Curious Database Indentity Fields
Ah databases, now I’m no DBA by any stretch of the imagination, but I’ve recently come across a new trend in database design which I’m pretty sure isn’t ideal.
When designing databases I’ve always taken the basic principle of using identity fields in each table and using foreign keys to ‘link’ the tables, a pretty standard affair I thought. I primarily work with SQL server, and as your average joe, I generally use an ‘int’ for my identity field. It’s never let me down and gives me a possible 2,147,483,647 (2^31 -1) indentities. The largest tables I tend to work with have about 8.5 million rows, so plenty of scope for expansion.
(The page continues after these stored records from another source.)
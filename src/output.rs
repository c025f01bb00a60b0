//! CLI output formatting for a sitemap run.
//!
//! Output leads with counts, then lists the entities a user may need to act
//! on: duplicate resolutions, documents, and any warnings or errors. Paths and
//! reasons appear as indented context lines under each entity.
//!
//! ```text
//! Run 2025-01-15 → https://models.example.com/
//!
//! Inventory
//!     files scanned: 3
//!     catalog entries verified: 1
//!
//! URLs
//!     candidates: 5
//!     invalid: 1
//!     duplicates: 1
//!     included: 3
//!         guide: 1
//!         home: 1
//!         item: 1
//!
//! Duplicates
//! 001 https://models.example.com/models/llama-2-7b-chat.html
//!     Kept: file (models/llama-2-7b-chat.html)
//!     Dropped: catalog (models/llama-2-7b-chat.html)
//!     Reason: file-sourced record preferred over catalog-sourced
//!
//! Documents
//! 001 sitemap.xml (3 URLs, 712 bytes)
//!
//! Warnings (1)
//!     [scan] catalog row 1 'Ghost' has no rendered page at models/ghost.html, skipping
//! ```
//!
//! Each `format_*` function returns `Vec<String>` and does no I/O; the
//! `print_*` wrappers write to stdout.

use crate::dedup::{Contender, Resolution};
use crate::report::{DocumentReport, RunReport, RunStatus};
use crate::sitemap::DocumentKind;

// ============================================================================
// Shared display helpers
// ============================================================================

/// Format a 1-based positional index as 3-digit zero-padded.
fn format_index(pos: usize) -> String {
    format!("{:0>3}", pos)
}

/// Return indentation string: 4 spaces per depth level.
fn indent(depth: usize) -> String {
    "    ".repeat(depth)
}

fn count_line(depth: usize, label: &str, value: usize) -> String {
    format!("{}{}: {}", indent(depth), label, value)
}

/// `file (models/a.html)`, or just the source when there is no origin.
fn contender_line(contender: &Contender) -> String {
    if contender.origin.is_empty() {
        contender.source.to_string()
    } else {
        format!("{} ({})", contender.source, contender.origin)
    }
}

fn document_line(index: usize, document: &DocumentReport) -> String {
    let unit = match document.kind {
        DocumentKind::UrlSet => "URLs",
        DocumentKind::Index => "sitemaps",
    };
    format!(
        "{} {} ({} {}, {} bytes)",
        format_index(index),
        document.filename,
        document.entries,
        unit,
        document.bytes
    )
}

// ============================================================================
// Sections
// ============================================================================

fn format_duplicates(resolutions: &[Resolution]) -> Vec<String> {
    let mut lines = vec!["Duplicates".to_string()];
    for (i, resolution) in resolutions.iter().enumerate() {
        lines.push(format!("{} {}", format_index(i + 1), resolution.location));
        lines.push(format!("{}Kept: {}", indent(1), contender_line(&resolution.winner)));
        for loser in &resolution.losers {
            lines.push(format!("{}Dropped: {}", indent(1), contender_line(loser)));
        }
        lines.push(format!("{}Reason: {}", indent(1), resolution.reason));
    }
    lines
}

fn format_messages(title: &str, messages: &[String]) -> Vec<String> {
    let mut lines = vec![format!("{} ({})", title, messages.len())];
    lines.extend(messages.iter().map(|m| format!("{}{}", indent(1), m)));
    lines
}

// ============================================================================
// Run output
// ============================================================================

/// Format the summary of a finished or failed run.
pub fn format_run_output(report: &RunReport) -> Vec<String> {
    let summary = &report.summary;
    let mut lines = vec![format!("Run {} → {}", report.run_date, report.base_url)];

    lines.push(String::new());
    lines.push("Inventory".to_string());
    lines.push(count_line(1, "files scanned", summary.files_scanned));
    lines.push(count_line(
        1,
        "catalog entries verified",
        summary.catalog_entries_verified,
    ));

    lines.push(String::new());
    lines.push("URLs".to_string());
    lines.push(count_line(1, "candidates", summary.candidate_urls));
    lines.push(count_line(1, "invalid", summary.invalid_urls));
    lines.push(count_line(1, "duplicates", summary.duplicate_urls));
    lines.push(count_line(1, "included", summary.included_urls));
    for (content_type, count) in &report.per_type {
        lines.push(count_line(2, content_type, *count));
    }

    if !report.duplicates.is_empty() {
        lines.push(String::new());
        lines.extend(format_duplicates(&report.duplicates));
    }

    if !report.documents.is_empty() {
        lines.push(String::new());
        lines.push("Documents".to_string());
        for (i, document) in report.documents.iter().enumerate() {
            lines.push(document_line(i + 1, document));
        }
    }

    if !report.warnings.is_empty() {
        lines.push(String::new());
        lines.extend(format_messages("Warnings", &report.warnings));
    }
    if !report.errors.is_empty() {
        lines.push(String::new());
        lines.extend(format_messages("Errors", &report.errors));
    }

    if report.status == RunStatus::Failed {
        lines.push(String::new());
        lines.push(format!(
            "Run failed: {}",
            report.failure.as_deref().unwrap_or("unknown error")
        ));
    }
    lines
}

pub fn print_run_output(report: &RunReport) {
    for line in format_run_output(report) {
        println!("{}", line);
    }
}

// ============================================================================
// Tests
// ============================================================================
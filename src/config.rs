//! Run configuration.
//!
//! Handles loading, validating, and merging `sitemap.toml`. Stock defaults are
//! serialized to a TOML table and the user file is merged on top, so a config
//! file only needs the keys it wants to change. Command-line flags are applied
//! last via [`Overrides`].
//!
//! ## Configuration Options
//!
//! ```toml
//! # All options are optional - defaults shown below
//!
//! base_url = "https://example.com"  # Absolute HTTPS origin of the published site
//! site_root = "site"                # Directory holding the rendered pages
//! catalog = "data/catalog.json"     # JSON array of catalog items
//! items_dir = "models"              # Item pages live at <items_dir>/<slug>.html
//! extensions = ["html"]             # File extensions counted as pages
//! # today = "2024-03-01"            # Fixed date for fallbacks (default: system date)
//!
//! [[content]]
//! dir = "models"                    # Relative to site_root
//! kind = "item"                     # home | item | guide | category | <other>
//!
//! [[content]]
//! dir = "guides"
//! kind = "guide"
//!
//! [[content]]
//! dir = "categories"
//! kind = "category"
//!
//! [output]
//! dir = "dist"
//! sitemap = "sitemap.xml"
//! index = "sitemap-index.xml"
//! report = "sitemap-report.json"
//!
//! [limits]
//! max_urls = 50000                  # Per sitemap document
//! max_bytes = 52428800              # Per sitemap document (50 MiB)
//! ```
//!
//! Unknown keys are rejected to catch typos early. A `[[content]]` list in the
//! user file replaces the default list entirely.

use crate::types::ContentType;
use chrono::NaiveDate;
use serde::{Deserialize, Serialize};
use std::fs;
use std::path::{Component, Path, PathBuf};
use thiserror::Error;
use url::Url;

#[derive(Error, Debug)]
pub enum ConfigError {
    #[error("IO error: {0}")]
    Io(#[from] std::io::Error),
    #[error("TOML parse error: {0}")]
    Toml(#[from] toml::de::Error),
    #[error("Config validation error: {0}")]
    Validation(String),
}

/// Sitemap run configuration loaded from `sitemap.toml`.
#[derive(Debug, Clone, Serialize, Deserialize)]
#[serde(default, deny_unknown_fields)]
pub struct SitemapConfig {
    /// Absolute HTTPS origin every location is built on.
    pub base_url: String,
    /// Directory holding the rendered site.
    pub site_root: PathBuf,
    /// JSON catalog path.
    pub catalog: PathBuf,
    /// Directory (under `site_root`) where catalog item pages are rendered.
    pub items_dir: String,
    /// File extensions that count as pages.
    pub extensions: Vec<String>,
    /// Content directories to scan, each tagged with its content type.
    pub content: Vec<ContentDir>,
    pub output: OutputConfig,
    pub limits: LimitsConfig,
    /// Fixed "current date" for fallbacks and index dates.
    #[serde(skip_serializing_if = "Option::is_none")]
    pub today: Option<NaiveDate>,
}

impl Default for SitemapConfig {
    fn default() -> Self {
        Self {
            base_url: "https://example.com".to_string(),
            site_root: PathBuf::from("site"),
            catalog: PathBuf::from("data/catalog.json"),
            items_dir: "models".to_string(),
            extensions: vec!["html".to_string()],
            content: vec![
                ContentDir::new("models", ContentType::Item),
                ContentDir::new("guides", ContentType::Guide),
                ContentDir::new("categories", ContentType::Category),
            ],
            output: OutputConfig::default(),
            limits: LimitsConfig::default(),
            today: None,
        }
    }
}

/// A content directory and the type its pages carry.
#[derive(Debug, Clone, PartialEq, Serialize, Deserialize)]
#[serde(deny_unknown_fields)]
pub struct ContentDir {
    /// Directory relative to `site_root`.
    pub dir: String,
    pub kind: ContentType,
}

impl ContentDir {
    pub fn new(dir: &str, kind: ContentType) -> Self {
        Self {
            dir: dir.to_string(),
            kind,
        }
    }
}

/// Output file names.
#[derive(Debug, Clone, Serialize, Deserialize)]
#[serde(default, deny_unknown_fields)]
pub struct OutputConfig {
    pub dir: PathBuf,
    /// First (or only) sitemap document. Further chunks are `<stem>-N.xml`.
    pub sitemap: String,
    /// Index document, written only when the sitemap is chunked.
    pub index: String,
    pub report: String,
}

impl Default for OutputConfig {
    fn default() -> Self {
        Self {
            dir: PathBuf::from("dist"),
            sitemap: "sitemap.xml".to_string(),
            index: "sitemap-index.xml".to_string(),
            report: "sitemap-report.json".to_string(),
        }
    }
}

/// Per-document ceilings of the sitemap protocol.
#[derive(Debug, Clone, Serialize, Deserialize)]
#[serde(default, deny_unknown_fields)]
pub struct LimitsConfig {
    pub max_urls: usize,
    pub max_bytes: usize,
}

impl Default for LimitsConfig {
    fn default() -> Self {
        Self {
            max_urls: 50_000,
            max_bytes: 50 * 1024 * 1024,
        }
    }
}

impl SitemapConfig {
    /// Validate config values are within acceptable ranges.
    pub fn validate(&self) -> Result<(), ConfigError> {
        let base = Url::parse(&self.base_url).map_err(|e| {
            ConfigError::Validation(format!("base_url '{}' is not a URL: {e}", self.base_url))
        })?;
        if base.scheme() != "https" {
            return Err(ConfigError::Validation(format!(
                "base_url must use https, got '{}'",
                self.base_url
            )));
        }
        if self.base_url.contains('#') {
            return Err(ConfigError::Validation(
                "base_url must not contain a fragment".into(),
            ));
        }
        if self.limits.max_urls == 0 || self.limits.max_bytes == 0 {
            return Err(ConfigError::Validation(
                "limits.max_urls and limits.max_bytes must be non-zero".into(),
            ));
        }
        for (key, name) in [
            ("output.sitemap", &self.output.sitemap),
            ("output.index", &self.output.index),
        ] {
            if !name.ends_with(".xml") || name.len() <= ".xml".len() {
                return Err(ConfigError::Validation(format!(
                    "{key} must be a .xml file name, got '{name}'"
                )));
            }
        }
        if !self.output.report.ends_with(".json") {
            return Err(ConfigError::Validation(format!(
                "output.report must be a .json file name, got '{}'",
                self.output.report
            )));
        }
        self.validate_output_names()?;
        for content_dir in &self.content {
            check_site_relative("content dir", &content_dir.dir)?;
        }
        check_site_relative("items_dir", &self.items_dir)?;
        if self.extensions.is_empty() {
            return Err(ConfigError::Validation(
                "extensions must not be empty".into(),
            ));
        }
        Ok(())
    }

    /// Every output document needs its own file. The index must also stay
    /// clear of the chunk names `<stem>-N.xml` derived from `output.sitemap`.
    fn validate_output_names(&self) -> Result<(), ConfigError> {
        let output = &self.output;
        for (a, b) in [
            (("output.index", &output.index), ("output.sitemap", &output.sitemap)),
            (("output.report", &output.report), ("output.sitemap", &output.sitemap)),
            (("output.report", &output.report), ("output.index", &output.index)),
        ] {
            if a.1 == b.1 {
                return Err(ConfigError::Validation(format!(
                    "{} and {} must differ, both are '{}'",
                    a.0, b.0, a.1
                )));
            }
        }

        let stem = output.sitemap.strip_suffix(".xml").unwrap_or(&output.sitemap);
        let chunk_number = output
            .index
            .strip_prefix(stem)
            .and_then(|rest| rest.strip_prefix('-'))
            .and_then(|rest| rest.strip_suffix(".xml"));
        if chunk_number.is_some_and(|n| !n.is_empty() && n.bytes().all(|b| b.is_ascii_digit())) {
            return Err(ConfigError::Validation(format!(
                "output.index '{}' would be overwritten by a sitemap chunk",
                output.index
            )));
        }
        Ok(())
    }

    /// Base URL with exactly one trailing slash, ready for joining.
    pub fn base(&self) -> String {
        format!("{}/", self.base_url.trim_end_matches('/'))
    }

    pub fn output_path(&self, name: &str) -> PathBuf {
        self.output.dir.join(name)
    }
}

/// Reject directories that would leave `site_root` once joined onto it.
fn check_site_relative(key: &str, dir: &str) -> Result<(), ConfigError> {
    let escapes = Path::new(dir).components().any(|c| {
        matches!(
            c,
            Component::RootDir | Component::Prefix(_) | Component::ParentDir
        )
    });
    if escapes {
        return Err(ConfigError::Validation(format!(
            "{key} '{dir}' must be a relative path inside site_root"
        )));
    }
    Ok(())
}

/// Command-line values that take precedence over the config file.
#[derive(Debug, Clone, Default)]
pub struct Overrides {
    pub site_root: Option<PathBuf>,
    pub catalog: Option<PathBuf>,
    pub output_dir: Option<PathBuf>,
    pub base_url: Option<String>,
    pub today: Option<NaiveDate>,
}

impl Overrides {
    pub fn apply(self, mut config: SitemapConfig) -> SitemapConfig {
        if let Some(site_root) = self.site_root {
            config.site_root = site_root;
        }
        if let Some(catalog) = self.catalog {
            config.catalog = catalog;
        }
        if let Some(dir) = self.output_dir {
            config.output.dir = dir;
        }
        if let Some(base_url) = self.base_url {
            config.base_url = base_url;
        }
        if self.today.is_some() {
            config.today = self.today;
        }
        config
    }
}

// =============================================================================
// Config loading, merging, and validation
// =============================================================================

/// Returns the stock default config as a `toml::Value::Table`.
pub fn stock_defaults_value() -> Result<toml::Value, ConfigError> {
    toml::Value::try_from(SitemapConfig::default())
        .map_err(|e| ConfigError::Validation(format!("default config must serialize: {e}")))
}

/// Recursively merge `overlay` on top of `base`.
///
/// - Tables are merged key-by-key (overlay keys override base keys).
/// - Non-table values in overlay, arrays included, replace base values entirely.
/// - Keys in base that are not in overlay are preserved.
pub fn merge_toml(base: toml::Value, overlay: toml::Value) -> toml::Value {
    match (base, overlay) {
        (toml::Value::Table(mut base_table), toml::Value::Table(overlay_table)) => {
            for (key, overlay_val) in overlay_table {
                let merged = match base_table.remove(&key) {
                    Some(base_val) => merge_toml(base_val, overlay_val),
                    None => overlay_val,
                };
                base_table.insert(key, merged);
            }
            toml::Value::Table(base_table)
        }
        (_, overlay) => overlay,
    }
}

/// Load a config file as a raw TOML value. `Ok(None)` if it does not exist.
pub fn load_raw_config(path: &Path) -> Result<Option<toml::Value>, ConfigError> {
    if !path.exists() {
        return Ok(None);
    }
    let content = fs::read_to_string(path)?;
    let value: toml::Value = toml::from_str(&content)?;
    Ok(Some(value))
}

/// Load `path` over stock defaults, apply overrides, and validate.
pub fn load_config(path: &Path, overrides: Overrides) -> Result<SitemapConfig, ConfigError> {
    let base = stock_defaults_value()?;
    let merged = match load_raw_config(path)? {
        Some(overlay) => merge_toml(base, overlay),
        None => base,
    };
    let config: SitemapConfig = merged.try_into()?;
    let config = overrides.apply(config);
    config.validate()?;
    Ok(config)
}

/// Returns a fully-commented stock `sitemap.toml`.
///
/// Used by the `gen-config` CLI command.
pub fn stock_config_toml() -> &'static str {
    r##"# Catalog Sitemap Configuration
# =============================
# All settings are optional. Values shown below are the defaults.
# Relative paths resolve against the working directory.
# Unknown keys will cause an error.

# Absolute HTTPS origin of the published site. Every <loc> is built on it.
base_url = "https://example.com"

# Directory holding the rendered pages (output of the page renderer).
site_root = "site"

# JSON array of catalog items. Each row needs a title: "modelName",
# "title" or "name" (first present wins). Other fields are ignored.
catalog = "data/catalog.json"

# Catalog item pages are expected at <site_root>/<items_dir>/<slug>.html.
items_dir = "models"

# File extensions counted as pages when scanning content directories.
extensions = ["html"]

# Fixed "current date" used when a page has no other date and for the
# index <lastmod>. Set it to make repeated runs byte-identical.
# today = "2024-03-01"

# ---------------------------------------------------------------------------
# Content directories (relative to site_root)
# ---------------------------------------------------------------------------
# kind drives priority/changefreq:
#   home 1.0 daily | item 0.8 weekly | category 0.7 monthly
#   guide 0.6 monthly | anything else 0.5 monthly
# A missing directory is a warning, not an error.

[[content]]
dir = "models"
kind = "item"

[[content]]
dir = "guides"
kind = "guide"

[[content]]
dir = "categories"
kind = "category"

# ---------------------------------------------------------------------------
# Output
# ---------------------------------------------------------------------------
[output]
dir = "dist"
sitemap = "sitemap.xml"
# Written only when the URL set is split into several documents.
index = "sitemap-index.xml"
report = "sitemap-report.json"

# ---------------------------------------------------------------------------
# Per-document ceilings (sitemap protocol limits)
# ---------------------------------------------------------------------------
[limits]
max_urls = 50000
max_bytes = 52428800
"##
}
I suppose if I were really worried I could use a bigint, which gives me a staggering 9,223,372,036,854,775,807 (2^63 – 1) possible indentities.
Back to that less than ideal design….. two databases I’ve recently worked with (both SQL server based and both ‘live’ commercial applications) have taken a different approach to indentities. In fact neither use a traditional identity field at all, both ‘maintain’ their own ids. Both shall remain nameless to protect the innocent.
The first uses a curious varchar(20) identifier, which is split into 2 parts, comma delimited no less. The first part is essentially the ‘customer identifier’ which is a number, the second part after the comma is a base36 alphanumeric. The arguments behind this are that, firstly it allows for easy merging of records from mulitiple ‘customers’ into the same table and secondly that base36 numbers are easy to read/recognise when large!!?! For example “1,BCV32J”, ah yes I know what that is, not!
The second database ‘indentifier’ design is possibly even more curious, each table has a composite key consisting of a bigint and a guid. There seems to be no logical rhyme nor reason to this, other than to make sure we have plenty of indentifiers. This we sure have, a guid has about 2^128 combinations and the bigint about 2^63, giving a possible total number of combinations of 2^191! Which is erm…. a lot. Put into perspective I could generate 1,000,000 identifiers per second and still not run out before the Sun expands and swallows planet Earth.
I suppose there is one plus side, at least they are using SQL server and not an Excel spreadsheet (where most ‘enterprise’ databases seem to get stored these days).

February 18th, 2007 at 11:40 am
I know you are doubting yourself due to these seemingly ridiculous implementations. But let me persuade to keep the faith. These cowboys have obviously no concept of relational database design. Loading 2 columns into a single column is more common than you’d think, and there is almost always no good reason for it.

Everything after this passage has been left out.